> WORK REQUEST
Check each line below for the word "struct", and copy those that have it.

> DATA FOR REVIEW

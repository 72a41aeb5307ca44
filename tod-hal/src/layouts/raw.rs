use std::marker::PhantomData;

/// Resolved read-only address range, either host memory or a device mirror.
///
/// This is the descriptor handed to kernel launch bodies: it carries no
/// lifetime, so the same loop body runs against host or device addresses.
/// Whoever builds it guarantees the range stays valid and unaliased by
/// writers for the duration of the launch.
#[derive(Debug)]
pub struct RawSlice<T> {
    ptr: *const T,
    len: usize,
    _marker: PhantomData<T>,
}

/// Resolved writable address range, see [`RawSlice`].
///
/// Concurrent writers must target disjoint elements.
#[derive(Debug)]
pub struct RawSliceMut<T> {
    ptr: *mut T,
    len: usize,
    _marker: PhantomData<T>,
}

impl<T> Clone for RawSlice<T> {
    fn clone(&self) -> Self {
        *self
    }
}

impl<T> Copy for RawSlice<T> {}

impl<T> Clone for RawSliceMut<T> {
    fn clone(&self) -> Self {
        *self
    }
}

impl<T> Copy for RawSliceMut<T> {}

unsafe impl<T: Sync> Send for RawSlice<T> {}
unsafe impl<T: Sync> Sync for RawSlice<T> {}
unsafe impl<T: Send> Send for RawSliceMut<T> {}
unsafe impl<T: Send> Sync for RawSliceMut<T> {}

impl<T: Copy> RawSlice<T> {
    pub fn from_slice(data: &[T]) -> Self {
        Self {
            ptr: data.as_ptr(),
            len: data.len(),
            _marker: PhantomData,
        }
    }

    /// # Safety
    /// `ptr` must be valid for reads of `len` elements for as long as the
    /// descriptor is used.
    pub unsafe fn from_raw_parts(ptr: *const T, len: usize) -> Self {
        Self {
            ptr,
            len,
            _marker: PhantomData,
        }
    }

    #[inline(always)]
    pub fn len(&self) -> usize {
        self.len
    }

    #[inline(always)]
    pub fn is_empty(&self) -> bool {
        self.len == 0
    }

    #[inline(always)]
    pub fn as_ptr(&self) -> *const T {
        self.ptr
    }

    /// # Safety
    /// `i < len` and the range must still be valid.
    #[inline(always)]
    pub unsafe fn get(&self, i: usize) -> T {
        debug_assert!(i < self.len, "index {i} out of range for length {}", self.len);
        unsafe { *self.ptr.add(i) }
    }

    /// Borrows the range as a host slice.
    ///
    /// # Safety
    /// The range must be host-addressable, valid, and not written while the
    /// returned slice is alive.
    pub unsafe fn as_slice(&self) -> &[T] {
        unsafe { std::slice::from_raw_parts(self.ptr, self.len) }
    }
}

impl<T: Copy> RawSliceMut<T> {
    pub fn from_slice(data: &mut [T]) -> Self {
        Self {
            ptr: data.as_mut_ptr(),
            len: data.len(),
            _marker: PhantomData,
        }
    }

    /// # Safety
    /// `ptr` must be valid for reads and writes of `len` elements for as long
    /// as the descriptor is used.
    pub unsafe fn from_raw_parts(ptr: *mut T, len: usize) -> Self {
        Self {
            ptr,
            len,
            _marker: PhantomData,
        }
    }

    #[inline(always)]
    pub fn len(&self) -> usize {
        self.len
    }

    #[inline(always)]
    pub fn is_empty(&self) -> bool {
        self.len == 0
    }

    #[inline(always)]
    pub fn as_mut_ptr(&self) -> *mut T {
        self.ptr
    }

    /// # Safety
    /// `i < len`, the range must still be valid and no other thread may
    /// access element `i` concurrently.
    #[inline(always)]
    pub unsafe fn write(&self, i: usize, value: T) {
        debug_assert!(i < self.len, "index {i} out of range for length {}", self.len);
        unsafe { self.ptr.add(i).write(value) }
    }

    /// # Safety
    /// Same as [`RawSliceMut::write`].
    #[inline(always)]
    pub unsafe fn get(&self, i: usize) -> T {
        debug_assert!(i < self.len, "index {i} out of range for length {}", self.len);
        unsafe { *self.ptr.add(i) }
    }
}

> RESPONSE AREA
pub struct RawSlice<T> {
pub struct RawSliceMut<T> {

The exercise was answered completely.